** Work required **
Your answer should consist of the lines below that hold the word "Where".

━━━ Dataset extract

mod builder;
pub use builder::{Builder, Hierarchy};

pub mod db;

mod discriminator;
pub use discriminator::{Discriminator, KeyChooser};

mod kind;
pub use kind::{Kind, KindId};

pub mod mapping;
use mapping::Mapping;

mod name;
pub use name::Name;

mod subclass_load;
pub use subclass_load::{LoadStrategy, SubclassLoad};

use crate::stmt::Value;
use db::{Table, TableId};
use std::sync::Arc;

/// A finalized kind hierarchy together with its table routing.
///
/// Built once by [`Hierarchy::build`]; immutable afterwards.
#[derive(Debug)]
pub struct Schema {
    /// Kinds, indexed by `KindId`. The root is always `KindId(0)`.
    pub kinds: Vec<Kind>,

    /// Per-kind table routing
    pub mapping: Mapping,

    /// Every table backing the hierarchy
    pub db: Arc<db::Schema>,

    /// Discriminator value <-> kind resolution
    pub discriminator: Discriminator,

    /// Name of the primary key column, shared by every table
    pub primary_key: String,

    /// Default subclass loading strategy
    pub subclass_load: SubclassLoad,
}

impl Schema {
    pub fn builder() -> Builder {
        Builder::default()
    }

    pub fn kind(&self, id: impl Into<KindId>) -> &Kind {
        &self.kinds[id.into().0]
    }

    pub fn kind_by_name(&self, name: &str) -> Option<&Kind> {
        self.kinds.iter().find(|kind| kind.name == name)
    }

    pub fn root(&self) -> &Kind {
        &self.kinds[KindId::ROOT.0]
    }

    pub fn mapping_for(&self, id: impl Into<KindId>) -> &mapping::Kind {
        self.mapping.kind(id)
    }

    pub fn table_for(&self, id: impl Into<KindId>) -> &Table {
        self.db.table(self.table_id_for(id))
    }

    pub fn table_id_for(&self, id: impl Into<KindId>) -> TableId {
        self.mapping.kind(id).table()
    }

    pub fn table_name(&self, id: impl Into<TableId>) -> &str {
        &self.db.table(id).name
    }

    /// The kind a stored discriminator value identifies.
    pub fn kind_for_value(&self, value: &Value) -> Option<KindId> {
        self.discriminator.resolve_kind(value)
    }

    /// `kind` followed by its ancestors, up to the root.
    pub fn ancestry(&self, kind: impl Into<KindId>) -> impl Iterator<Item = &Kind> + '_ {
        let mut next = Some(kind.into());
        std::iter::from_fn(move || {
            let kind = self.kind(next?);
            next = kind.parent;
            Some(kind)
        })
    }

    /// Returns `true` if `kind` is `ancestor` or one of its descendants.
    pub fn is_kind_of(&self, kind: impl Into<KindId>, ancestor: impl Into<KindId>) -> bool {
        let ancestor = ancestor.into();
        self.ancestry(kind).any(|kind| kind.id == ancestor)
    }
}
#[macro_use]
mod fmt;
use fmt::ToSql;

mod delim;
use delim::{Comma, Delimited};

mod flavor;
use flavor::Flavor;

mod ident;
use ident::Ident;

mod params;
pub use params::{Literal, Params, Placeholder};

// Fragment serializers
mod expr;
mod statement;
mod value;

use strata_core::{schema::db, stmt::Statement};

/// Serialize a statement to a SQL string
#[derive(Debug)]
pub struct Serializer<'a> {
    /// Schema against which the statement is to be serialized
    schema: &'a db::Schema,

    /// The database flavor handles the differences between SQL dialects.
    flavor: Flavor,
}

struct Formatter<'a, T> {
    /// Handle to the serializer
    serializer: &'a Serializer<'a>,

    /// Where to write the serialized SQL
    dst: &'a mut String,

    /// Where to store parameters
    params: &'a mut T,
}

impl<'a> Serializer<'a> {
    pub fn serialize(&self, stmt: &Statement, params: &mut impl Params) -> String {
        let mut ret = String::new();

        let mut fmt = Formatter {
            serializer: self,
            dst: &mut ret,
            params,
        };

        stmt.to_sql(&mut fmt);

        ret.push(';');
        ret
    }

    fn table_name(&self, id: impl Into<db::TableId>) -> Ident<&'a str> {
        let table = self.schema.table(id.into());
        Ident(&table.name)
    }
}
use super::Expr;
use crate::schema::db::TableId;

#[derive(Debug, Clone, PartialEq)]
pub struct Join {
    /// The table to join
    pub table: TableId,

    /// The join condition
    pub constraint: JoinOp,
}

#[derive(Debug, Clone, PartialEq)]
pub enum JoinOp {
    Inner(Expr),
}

━━━━━━

** Solution to the exercise **
    /// Where to write the serialized SQL
    /// Where to store parameters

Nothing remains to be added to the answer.